[Start of section]

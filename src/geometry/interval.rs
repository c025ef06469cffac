use super::FloatType;

/// Range of valid ray parameters.
///
/// Both ends are inclusive for `contains`. Renderers keep `min` slightly above zero
/// so that secondary rays do not re-hit the surface they start on.
#[derive(Copy, Clone, Debug, PartialEq)]
pub struct Interval {
    pub min: FloatType,
    pub max: FloatType,
}

impl Interval {
    pub const EMPTY: Interval = Interval {
        min: FloatType::INFINITY,
        max: FloatType::NEG_INFINITY,
    };

    pub const UNIVERSE: Interval = Interval {
        min: FloatType::NEG_INFINITY,
        max: FloatType::INFINITY,
    };

    pub fn new(min: FloatType, max: FloatType) -> Interval {
        Interval { min, max }
    }

    /// Interval from `min` to positive infinity.
    pub fn from_min(min: FloatType) -> Interval {
        Interval {
            min,
            max: FloatType::INFINITY,
        }
    }

    pub fn size(&self) -> FloatType {
        self.max - self.min
    }

    /// Closed test, `min <= x <= max`. NaN is never contained.
    pub fn contains(&self, x: FloatType) -> bool {
        self.min <= x && x <= self.max
    }

    /// Open test, `min < x < max`.
    pub fn surrounds(&self, x: FloatType) -> bool {
        self.min < x && x < self.max
    }

    pub fn clamp(&self, x: FloatType) -> FloatType {
        x.max(self.min).min(self.max)
    }

    /// Returns the same interval with the upper end replaced.
    pub fn with_max(&self, max: FloatType) -> Interval {
        Interval { min: self.min, max }
    }
}
use std::ops::Sub;

use super::{FloatType, WorldBox, WorldPoint, WorldVector};

#[derive(Copy, Clone, Debug, Default, PartialEq)]
pub struct AABB<Point> {
    pub min: Point,
    pub max: Point,
}

impl<Point> AABB<Point> {
    pub fn new(min: Point, max: Point) -> AABB<Point> {
        AABB { min, max }
    }
}

impl<Point: Sub + Copy> AABB<Point> {
    pub fn size(&self) -> Point::Output {
        self.max - self.min
    }
}

impl<Point> From<[Point; 2]> for AABB<Point> {
    fn from(value: [Point; 2]) -> Self {
        let [min, max] = value;
        AABB { min, max }
    }
}

impl<Point> From<(Point, Point)> for AABB<Point> {
    fn from(value: (Point, Point)) -> Self {
        let (min, max) = value;
        AABB { min, max }
    }
}

impl WorldBox {
    /// Box that contains nothing, neutral element of `union`.
    pub fn empty() -> WorldBox {
        AABB {
            min: WorldPoint::from(WorldVector::repeat(FloatType::INFINITY)),
            max: WorldPoint::from(WorldVector::repeat(FloatType::NEG_INFINITY)),
        }
    }

    /// Smallest box containing all the points, None if the iterator is empty.
    pub fn from_points<'a>(points: impl IntoIterator<Item = &'a WorldPoint>) -> Option<WorldBox> {
        let mut iter = points.into_iter();
        let first = iter.next()?;
        Some(iter.fold(WorldBox::new(*first, *first), |b, p| AABB {
            min: b.min.inf(p),
            max: b.max.sup(p),
        }))
    }

    pub fn union(&self, other: &WorldBox) -> WorldBox {
        AABB {
            min: self.min.inf(&other.min),
            max: self.max.sup(&other.max),
        }
    }

    pub fn is_empty(&self) -> bool {
        (0..3).any(|i| self.min[i] > self.max[i])
    }

    /// Inclusive test, points on the faces are contained.
    pub fn contains_point(&self, p: &WorldPoint) -> bool {
        (0..3).all(|i| self.min[i] <= p[i] && p[i] <= self.max[i])
    }

    pub fn center(&self) -> WorldPoint {
        nalgebra::center(&self.min, &self.max)
    }

    /// Index of the axis along which the box is the largest.
    pub fn longest_axis(&self) -> usize {
        self.size().imax()
    }
}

[End of section]

YOUR ASSIGNMENT ▸
Which lines of the data contain the word "union"? Copy each one.

EXERCISE RESULT ▸
    /// Box that contains nothing, neutral element of `union`.
    pub fn union(&self, other: &WorldBox) -> WorldBox {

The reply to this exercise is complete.